■ EXERCISE INSTRUCTIONS ■
What you return should be each line of the data containing the string "Deserialize".

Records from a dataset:
○ ○ ○ ○ ○ ○ ○

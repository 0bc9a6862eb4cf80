//! WebSocket protocol message definitions
//! These are the wire types for client-server communication

use std::collections::{BTreeMap, HashMap};

use serde::{Deserialize, Serialize};
use uuid::Uuid;

use crate::game::hits::PartName;
use crate::game::round::RoundPhase;

/// Directional keys held by a player; omitted keys count as released
#[derive(Debug, Clone, Copy, Default, PartialEq, Eq, Serialize, Deserialize)]
#[serde(default)]
pub struct Controls {
    pub up: bool,
    pub down: bool,
    pub left: bool,
    pub right: bool,
}

/// Messages sent from client to server
#[derive(Debug, Clone, Serialize, Deserialize)]
#[serde(tag = "type", rename_all = "snake_case")]
pub enum ClientMsg {
    /// Enter the arena, either by name or through Twitch
    Join {
        #[serde(default)]
        username: Option<String>,
        /// Twitch OAuth access token, resolved to a login server-side
        #[serde(default, alias = "twitchToken")]
        twitch_token: Option<String>,
        /// Overlay clients only ever watch
        #[serde(default)]
        spectator: bool,
    },

    /// Replace the held-key state
    Input(Controls),

    /// Ask for the countdown to begin
    StartGame,

    /// Client easter egg, accepted and ignored
    SpawnNuts,
}

/// Messages sent from server to client
#[derive(Debug, Clone, Serialize, Deserialize)]
#[serde(tag = "type", rename_all = "snake_case")]
pub enum ServerMsg {
    /// Everyone in the arena
    PlayerList {
        players: Vec<PlayerInfo>,
        spectators: Vec<PlayerInfo>,
    },

    /// Whether a start request would currently be honored
    CanStart {
        can_start: bool,
    },

    /// Round state, on every transition and to fresh joiners
    GameState {
        state: RoundPhase,
        #[serde(skip_serializing_if = "Option::is_none")]
        countdown: Option<u32>,
        #[serde(skip_serializing_if = "Option::is_none")]
        players: Option<Vec<PlayerInfo>>,
        /// Unix millis at which the round times out
        #[serde(skip_serializing_if = "Option::is_none")]
        round_ends_at: Option<u64>,
    },

    /// Hit points of every participant, keyed by id next to the tag
    PlayerHp(HashMap<Uuid, u32>),

    /// Part poses of every live ragdoll, keyed by owner id next to the tag
    SimState(HashMap<Uuid, BTreeMap<PartName, PartPose>>),

    /// A contact between two fighters
    BloodParticle {
        x: f32,
        y: f32,
    },

    /// Round over; `None` for a draw or timeout
    GameOver {
        winner: Option<String>,
    },

    /// Identity provider rejected the join
    AuthError {
        message: String,
    },
}

/// Player info for rosters
#[derive(Debug, Clone, PartialEq, Eq, Serialize, Deserialize)]
pub struct PlayerInfo {
    pub id: Uuid,
    pub username: String,
}

/// Pose of one body part
#[derive(Debug, Clone, Copy, PartialEq, Serialize, Deserialize)]
pub struct PartPose {
    pub x: f32,
    pub y: f32,
    pub angle: f32,
}
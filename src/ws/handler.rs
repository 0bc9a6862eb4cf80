//! WebSocket upgrade handler

use axum::{
    extract::{
        ws::{Message, WebSocket, WebSocketUpgrade},
        State,
    },
    response::Response,
};
use futures::stream::{SplitSink, SplitStream};
use futures::{SinkExt, StreamExt};
use tokio::sync::{broadcast, mpsc};
use tracing::{debug, error, info, warn};
use uuid::Uuid;

use crate::app::AppState;
use crate::config::MAX_MESSAGE_BYTES;
use crate::game::{ArenaCommand, ArenaHandle, ConnId};
use crate::identity::TwitchIdentity;
use crate::util::rate_limit::ConnectionRateLimiter;
use crate::ws::protocol::{ClientMsg, ServerMsg};

/// WebSocket upgrade handler
pub async fn ws_handler(ws: WebSocketUpgrade, State(state): State<AppState>) -> Response {
    ws.on_upgrade(move |socket| handle_socket(socket, state))
}

/// Handle the upgraded WebSocket connection
async fn handle_socket(socket: WebSocket, state: AppState) {
    let conn = Uuid::new_v4();
    info!(conn_id = %conn, "New WebSocket connection");

    let (ws_sink, ws_stream) = socket.split();
    let (direct_tx, direct_rx) = mpsc::unbounded_channel();

    // Subscribe before registering so nothing broadcast after the join is missed
    let events = state.arena.subscribe();
    if !state
        .arena
        .send(ArenaCommand::Connect {
            conn,
            tx: direct_tx.clone(),
        })
        .await
    {
        error!(conn_id = %conn, "Arena is not running");
        return;
    }

    let writer = tokio::spawn(write_loop(conn, ws_sink, events, direct_rx));

    read_loop(conn, ws_stream, &state.arena, &state.identity, &direct_tx).await;

    // Signal disconnect to the arena
    state.arena.send(ArenaCommand::Disconnect { conn }).await;
    writer.abort();

    info!(conn_id = %conn, "WebSocket connection closed");
}

/// Forward arena broadcasts and direct replies to the socket
async fn write_loop(
    conn: ConnId,
    mut ws_sink: SplitSink<WebSocket, Message>,
    mut events: broadcast::Receiver<ServerMsg>,
    mut direct_rx: mpsc::UnboundedReceiver<ServerMsg>,
) {
    loop {
        let msg = tokio::select! {
            msg = direct_rx.recv() => match msg {
                Some(msg) => msg,
                None => break,
            },
            msg = events.recv() => match msg {
                Ok(msg) => msg,
                Err(broadcast::error::RecvError::Lagged(n)) => {
                    // Continue - don't disconnect for lag
                    warn!(conn_id = %conn, lagged_count = n, "Client lagged, skipping messages");
                    continue;
                }
                Err(broadcast::error::RecvError::Closed) => {
                    debug!(conn_id = %conn, "Broadcast channel closed");
                    break;
                }
            },
        };

        if let Err(e) = send_msg(&mut ws_sink, &msg).await {
            debug!(conn_id = %conn, error = %e, "WebSocket send failed");
            break;
        }
    }
}

/// Reader loop: WebSocket -> arena
async fn read_loop(
    conn: ConnId,
    mut ws_stream: SplitStream<WebSocket>,
    arena: &ArenaHandle,
    identity: &TwitchIdentity,
    direct_tx: &mpsc::UnboundedSender<ServerMsg>,
) {
    let rate_limiter = ConnectionRateLimiter::new();

    while let Some(result) = ws_stream.next().await {
        let text = match result {
            Ok(Message::Text(text)) => text,
            Ok(Message::Binary(_)) => {
                warn!(conn_id = %conn, "Received binary message, ignoring");
                continue;
            }
            Ok(Message::Ping(_)) | Ok(Message::Pong(_)) => continue,
            Ok(Message::Close(_)) => {
                info!(conn_id = %conn, "Client initiated close");
                break;
            }
            Err(e) => {
                error!(conn_id = %conn, error = %e, "WebSocket error");
                break;
            }
        };

        match screen_frame(&text, &rate_limiter) {
            Ok(()) => {}
            Err(Dropped::Oversized) => {
                warn!(conn_id = %conn, size = text.len(), "Oversized message dropped");
                continue;
            }
            Err(Dropped::RateLimited) => {
                warn!(conn_id = %conn, "Rate limited message");
                continue;
            }
        }

        let msg = match serde_json::from_str::<ClientMsg>(&text) {
            Ok(msg) => msg,
            Err(e) => {
                warn!(conn_id = %conn, error = %e, "Failed to parse client message");
                continue;
            }
        };

        let Some(cmd) = command_for(conn, msg, identity, direct_tx).await else {
            continue;
        };
        if !arena.send(cmd).await {
            debug!(conn_id = %conn, "Arena channel closed");
            break;
        }
    }
}

/// Why an inbound frame was discarded before parsing
#[derive(Debug, Clone, Copy, PartialEq, Eq)]
enum Dropped {
    Oversized,
    RateLimited,
}

/// Size is checked first so oversized frames never spend rate quota
fn screen_frame(text: &str, limiter: &ConnectionRateLimiter) -> Result<(), Dropped> {
    if text.len() > MAX_MESSAGE_BYTES {
        return Err(Dropped::Oversized);
    }
    if !limiter.check_frame() {
        return Err(Dropped::RateLimited);
    }
    Ok(())
}

/// Translate a client message into an arena command
async fn command_for(
    conn: ConnId,
    msg: ClientMsg,
    identity: &TwitchIdentity,
    direct_tx: &mpsc::UnboundedSender<ServerMsg>,
) -> Option<ArenaCommand> {
    match msg {
        ClientMsg::Join {
            username,
            twitch_token: Some(token),
            spectator,
        } => match identity.resolve(&token).await {
            Ok(username) => {
                info!(conn_id = %conn, username = %username, "Twitch identity resolved");
                Some(ArenaCommand::Join {
                    conn,
                    username,
                    spectator,
                })
            }
            Err(e) => {
                warn!(conn_id = %conn, error = %e, fallback = ?username, "Twitch identity failed");
                let _ = direct_tx.send(ServerMsg::AuthError {
                    message: e.to_string(),
                });
                None
            }
        },
        ClientMsg::Join {
            username,
            twitch_token: None,
            spectator,
        } => Some(ArenaCommand::Join {
            conn,
            username: username.unwrap_or_default(),
            spectator,
        }),
        ClientMsg::Input(controls) => Some(ArenaCommand::Input { conn, controls }),
        ClientMsg::StartGame => Some(ArenaCommand::StartGame { conn }),
        ClientMsg::SpawnNuts => {
            debug!(conn_id = %conn, "spawn_nuts ignored");
            None
        }
    }
}

/// Send a message over WebSocket
async fn send_msg(sink: &mut SplitSink<WebSocket, Message>, msg: &ServerMsg) -> anyhow::Result<()> {
    let json = serde_json::to_string(msg)?;
    sink.send(Message::Text(json)).await?;
    Ok(())
}
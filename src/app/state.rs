//! Application state shared across routes

use std::sync::Arc;

use crate::config::Config;
use crate::game::ArenaHandle;
use crate::identity::TwitchIdentity;

/// Shared application state
#[derive(Clone)]
pub struct AppState {
    pub config: Arc<Config>,
    pub arena: ArenaHandle,
    pub identity: TwitchIdentity,
}

impl AppState {
    pub fn new(config: Config, arena: ArenaHandle) -> Result<Self, reqwest::Error> {
        let identity = TwitchIdentity::new(&config)?;

        Ok(Self {
            config: Arc::new(config),
            arena,
            identity,
        })
    }
}
//! Rapier-backed physics world

use std::collections::HashMap;

use parking_lot::Mutex;
use rapier2d::prelude::*;

use crate::util::time::PHYSICS_STEP_SECS;

use super::physics::{
    BodyDesc, BodyId, BodyState, BodyTag, CollisionPair, JointDesc, JointId, PhysicsWorld, Shape,
    Vec2,
};

/// Downward pull in px/s² (screen coordinates, y grows downward)
const GRAVITY: f32 = 100.0;

/// Mass per square pixel
const DENSITY: f32 = 0.001;

/// Converts per-step joint stiffness into a spring rate
const SPRING_RATE: f32 = 1.0 / (PHYSICS_STEP_SECS * PHYSICS_STEP_SECS);

/// Converts per-step joint damping into a spring damping coefficient
const SPRING_DAMPING: f32 = 2.0 / PHYSICS_STEP_SECS;

/// Collects contact starts reported during a step
#[derive(Default)]
struct ContactCollector {
    started: Mutex<Vec<(ColliderHandle, ColliderHandle)>>,
}

impl EventHandler for ContactCollector {
    fn handle_collision_event(
        &self,
        _bodies: &RigidBodySet,
        _colliders: &ColliderSet,
        event: CollisionEvent,
        _contact_pair: Option<&ContactPair>,
    ) {
        if let CollisionEvent::Started(a, b, _) = event {
            self.started.lock().push((a, b));
        }
    }

    fn handle_contact_force_event(
        &self,
        _dt: Real,
        _bodies: &RigidBodySet,
        _colliders: &ColliderSet,
        _contact_pair: &ContactPair,
        _total_force_magnitude: Real,
    ) {
    }
}

struct Entry {
    handle: RigidBodyHandle,
    tag: Option<BodyTag>,
}

/// A 2D rigid-body world driven by rapier
pub struct RapierWorld {
    gravity: Vector<Real>,
    params: IntegrationParameters,
    pipeline: PhysicsPipeline,
    islands: IslandManager,
    broad_phase: DefaultBroadPhase,
    narrow_phase: NarrowPhase,
    bodies: RigidBodySet,
    colliders: ColliderSet,
    impulse_joints: ImpulseJointSet,
    multibody_joints: MultibodyJointSet,
    ccd: CCDSolver,
    queries: QueryPipeline,
    contacts: ContactCollector,

    entries: HashMap<BodyId, Entry>,
    joints: HashMap<JointId, ImpulseJointHandle>,
    next_id: u64,
}

impl RapierWorld {
    pub fn new() -> Self {
        Self {
            gravity: vector![0.0, GRAVITY],
            params: IntegrationParameters {
                dt: PHYSICS_STEP_SECS,
                ..IntegrationParameters::default()
            },
            pipeline: PhysicsPipeline::new(),
            islands: IslandManager::new(),
            broad_phase: DefaultBroadPhase::new(),
            narrow_phase: NarrowPhase::new(),
            bodies: RigidBodySet::new(),
            colliders: ColliderSet::new(),
            impulse_joints: ImpulseJointSet::new(),
            multibody_joints: MultibodyJointSet::new(),
            ccd: CCDSolver::new(),
            queries: QueryPipeline::new(),
            contacts: ContactCollector::default(),
            entries: HashMap::new(),
            joints: HashMap::new(),
            next_id: 0,
        }
    }

    fn next_id(&mut self) -> u64 {
        self.next_id += 1;
        self.next_id
    }

    fn body(&self, id: BodyId) -> Option<&RigidBody> {
        self.entries.get(&id).and_then(|e| self.bodies.get(e.handle))
    }

    fn body_mut(&mut self, id: BodyId) -> Option<&mut RigidBody> {
        let handle = self.entries.get(&id)?.handle;
        self.bodies.get_mut(handle)
    }

    fn owner_of(&self, collider: ColliderHandle) -> Option<BodyId> {
        self.colliders
            .get(collider)
            .map(|c| BodyId(c.user_data as u64))
    }
}

impl Default for RapierWorld {
    fn default() -> Self {
        Self::new()
    }
}

impl PhysicsWorld for RapierWorld {
    fn add_body(&mut self, desc: BodyDesc) -> BodyId {
        let id = BodyId(self.next_id());

        let builder = if desc.fixed {
            RigidBodyBuilder::fixed()
        } else {
            RigidBodyBuilder::dynamic()
        };
        let handle = self
            .bodies
            .insert(builder.translation(vector![desc.position.x, desc.position.y]));

        let collider = match desc.shape {
            Shape::Circle { radius } => ColliderBuilder::ball(radius),
            Shape::Rect { width, height } => ColliderBuilder::cuboid(width / 2.0, height / 2.0),
        }
        .density(DENSITY)
        .restitution(desc.restitution)
        .active_events(ActiveEvents::COLLISION_EVENTS)
        .user_data(id.0 as u128);
        self.colliders
            .insert_with_parent(collider, handle, &mut self.bodies);

        self.entries.insert(id, Entry { handle, tag: desc.tag });
        id
    }

    fn remove_body(&mut self, id: BodyId) {
        let Some(entry) = self.entries.remove(&id) else {
            return;
        };
        self.bodies.remove(
            entry.handle,
            &mut self.islands,
            &mut self.colliders,
            &mut self.impulse_joints,
            &mut self.multibody_joints,
            true,
        );
        // Attached joints went with the body
        let live = &self.impulse_joints;
        self.joints.retain(|_, handle| live.get(*handle).is_some());
    }

    fn add_joint(&mut self, desc: JointDesc) -> JointId {
        let id = JointId(self.next_id());
        let (Some(a), Some(b)) = (self.entries.get(&desc.body_a), self.entries.get(&desc.body_b))
        else {
            return id;
        };

        let spring = SpringJointBuilder::new(
            desc.rest_length,
            desc.stiffness * SPRING_RATE,
            desc.damping * SPRING_DAMPING,
        )
        .local_anchor1(point![desc.anchor_a.x, desc.anchor_a.y])
        .local_anchor2(point![desc.anchor_b.x, desc.anchor_b.y])
        .build();

        let handle = self.impulse_joints.insert(a.handle, b.handle, spring, true);
        self.joints.insert(id, handle);
        id
    }

    fn remove_joint(&mut self, id: JointId) {
        if let Some(handle) = self.joints.remove(&id) {
            self.impulse_joints.remove(handle, true);
        }
    }

    #[cfg(test)]
    fn contains_joint(&self, id: JointId) -> bool {
        self.joints
            .get(&id)
            .is_some_and(|handle| self.impulse_joints.get(*handle).is_some())
    }

    fn body_state(&self, id: BodyId) -> Option<BodyState> {
        let body = self.body(id)?;
        let position = body.translation();
        let velocity = body.linvel();
        Some(BodyState {
            position: Vec2::new(position.x, position.y),
            angle: body.rotation().angle(),
            velocity: Vec2::new(velocity.x, velocity.y),
            angular_velocity: body.angvel(),
        })
    }

    fn body_tag(&self, id: BodyId) -> Option<BodyTag> {
        self.entries.get(&id).and_then(|e| e.tag)
    }

    fn apply_force(&mut self, id: BodyId, force: Vec2) {
        if let Some(body) = self.body_mut(id) {
            body.add_force(vector![force.x, force.y], true);
        }
    }

    fn set_velocity(&mut self, id: BodyId, velocity: Vec2) {
        if let Some(body) = self.body_mut(id) {
            body.set_linvel(vector![velocity.x, velocity.y], true);
        }
    }

    fn set_angular_velocity(&mut self, id: BodyId, angular_velocity: f32) {
        if let Some(body) = self.body_mut(id) {
            body.set_angvel(angular_velocity, true);
        }
    }

    fn step(&mut self) -> Vec<CollisionPair> {
        self.pipeline.step(
            &self.gravity,
            &self.params,
            &mut self.islands,
            &mut self.broad_phase,
            &mut self.narrow_phase,
            &mut self.bodies,
            &mut self.colliders,
            &mut self.impulse_joints,
            &mut self.multibody_joints,
            &mut self.ccd,
            Some(&mut self.queries),
            &(),
            &self.contacts,
        );

        // Forces last for one step only
        for (_, body) in self.bodies.iter_mut() {
            body.reset_forces(false);
        }

        let started = std::mem::take(&mut *self.contacts.started.lock());
        started
            .into_iter()
            .filter_map(|(a, b)| {
                Some(CollisionPair {
                    a: self.owner_of(a)?,
                    b: self.owner_of(b)?,
                })
            })
            .collect()
    }

    fn clear(&mut self) {
        let gravity = self.gravity;
        let next_id = self.next_id;
        *self = Self {
            gravity,
            next_id,
            ..Self::new()
        };
    }
}

#[cfg(test)]
mod tests {
    use uuid::Uuid;

    use super::*;
    use crate::game::hits::PartName;
    use crate::game::physics::add_arena_borders;
    use crate::game::ragdoll::build_ragdoll;

    fn ball(world: &mut RapierWorld, x: f32, y: f32, tag: Option<BodyTag>) -> BodyId {
        world.add_body(BodyDesc {
            shape: Shape::Circle { radius: 10.0 },
            position: Vec2::new(x, y),
            restitution: 0.5,
            fixed: false,
            tag,
        })
    }

    #[test]
    fn bodies_fall_and_report_landing() {
        let mut world = RapierWorld::new();
        let floor = world.add_body(BodyDesc {
            shape: Shape::Rect { width: 400.0, height: 20.0 },
            position: Vec2::new(100.0, 200.0),
            restitution: 0.0,
            fixed: true,
            tag: None,
        });
        let tag = BodyTag {
            owner: Uuid::new_v4(),
            part: PartName::Head,
        };
        let falling = ball(&mut world, 100.0, 150.0, Some(tag));

        let mut landed = false;
        for _ in 0..240 {
            landed |= world
                .step()
                .iter()
                .any(|pair| [pair.a, pair.b] == [floor, falling] || [pair.a, pair.b] == [falling, floor]);
        }

        assert!(landed);
        let state = world.body_state(falling).unwrap();
        assert!(state.position.y > 150.0);
        assert!(state.position.y < 200.0);
        assert_eq!(world.body_tag(falling), Some(tag));
        assert_eq!(world.body_tag(floor), None);
    }

    #[test]
    fn forces_act_for_a_single_step() {
        let mut world = RapierWorld::new();
        world.gravity = vector![0.0, 0.0];
        let id = ball(&mut world, 0.0, 0.0, None);

        world.apply_force(id, Vec2::new(1000.0, 0.0));
        world.step();
        let pushed = world.body_state(id).unwrap().velocity.x;
        world.step();

        assert!(pushed > 0.0);
        assert_eq!(world.body_state(id).unwrap().velocity.x, pushed);
    }

    #[test]
    fn velocities_can_be_overridden() {
        let mut world = RapierWorld::new();
        let id = ball(&mut world, 0.0, 0.0, None);

        world.set_velocity(id, Vec2::new(-50.0, 25.0));
        world.set_angular_velocity(id, 2.0);

        let state = world.body_state(id).unwrap();
        assert_eq!(state.velocity, Vec2::new(-50.0, 25.0));
        assert_eq!(state.angular_velocity, 2.0);
    }

    #[test]
    fn removing_a_body_drops_its_joints() {
        let mut world = RapierWorld::new();
        let a = ball(&mut world, 0.0, 0.0, None);
        let b = ball(&mut world, 30.0, 0.0, None);
        let joint = world.add_joint(JointDesc {
            body_a: a,
            body_b: b,
            anchor_a: Vec2::ZERO,
            anchor_b: Vec2::ZERO,
            rest_length: 30.0,
            stiffness: 0.5,
            damping: 0.3,
        });
        assert!(world.contains_joint(joint));

        world.remove_body(b);

        assert!(!world.contains_joint(joint));
        assert!(world.body_state(b).is_none());
        assert!(world.body_state(a).is_some());
    }

    #[test]
    fn ragdoll_holds_together_and_falls_apart_when_limp() {
        let mut world = RapierWorld::new();
        add_arena_borders(&mut world, 1280.0, 720.0);
        let owner = Uuid::new_v4();
        let mut ragdoll = build_ragdoll(&mut world, Vec2::new(400.0, 300.0), owner);

        for _ in 0..60 {
            world.step();
        }
        let head = world.body_state(ragdoll.head()).unwrap().position;
        let torso = world.body_state(ragdoll.part(PartName::Body)).unwrap().position;
        assert!((torso - head).length() < 120.0);

        let joints = ragdoll.joints().to_vec();
        assert!(joints.iter().all(|j| world.contains_joint(*j)));
        ragdoll.go_limp(&mut world);
        assert!(joints.iter().all(|j| !world.contains_joint(*j)));
    }

    #[test]
    fn clear_empties_the_world_without_reusing_ids() {
        let mut world = RapierWorld::new();
        let old = ball(&mut world, 0.0, 0.0, None);

        world.clear();
        let new = ball(&mut world, 0.0, 0.0, None);

        assert!(world.body_state(old).is_none());
        assert_ne!(old, new);
        assert_eq!(world.bodies.len(), 1);
    }
}
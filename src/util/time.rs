//! Time utilities for the arena simulation

use std::time::{Duration, Instant, SystemTime, UNIX_EPOCH};

/// Get current Unix timestamp in milliseconds
pub fn unix_millis() -> u64 {
    SystemTime::now()
        .duration_since(UNIX_EPOCH)
        .unwrap_or(Duration::ZERO)
        .as_millis() as u64
}

/// Server start time for uptime tracking
static SERVER_START: std::sync::OnceLock<Instant> = std::sync::OnceLock::new();

/// Initialize server start time (call once at startup)
pub fn init_server_time() {
    SERVER_START.get_or_init(Instant::now);
}

/// Get server uptime in seconds
pub fn uptime_secs() -> u64 {
    SERVER_START
        .get()
        .map(|start| start.elapsed().as_secs())
        .unwrap_or(0)
}

/// Synchronization loop rate
pub const SIMULATION_TPS: u32 = 30; // 30 ticks per second

/// Simulated time advanced by one physics step.
///
/// Deliberately shorter than the wall-clock tick so the arena plays in slight
/// slow motion.
pub const PHYSICS_STEP_SECS: f32 = 1.0 / 60.0;

/// Wall-clock spacing between synchronization ticks
pub fn tick_interval() -> Duration {
    Duration::from_micros(1_000_000 / SIMULATION_TPS as u64)
}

○ ○ ○ ○ ○ ○ ○

■ ANSWER ■
use serde::{Deserialize, Serialize};
#[derive(Debug, Clone, Copy, Default, PartialEq, Eq, Serialize, Deserialize)]
#[derive(Debug, Clone, Serialize, Deserialize)]
#[derive(Debug, Clone, Serialize, Deserialize)]
#[derive(Debug, Clone, PartialEq, Eq, Serialize, Deserialize)]
#[derive(Debug, Clone, Copy, PartialEq, Serialize, Deserialize)]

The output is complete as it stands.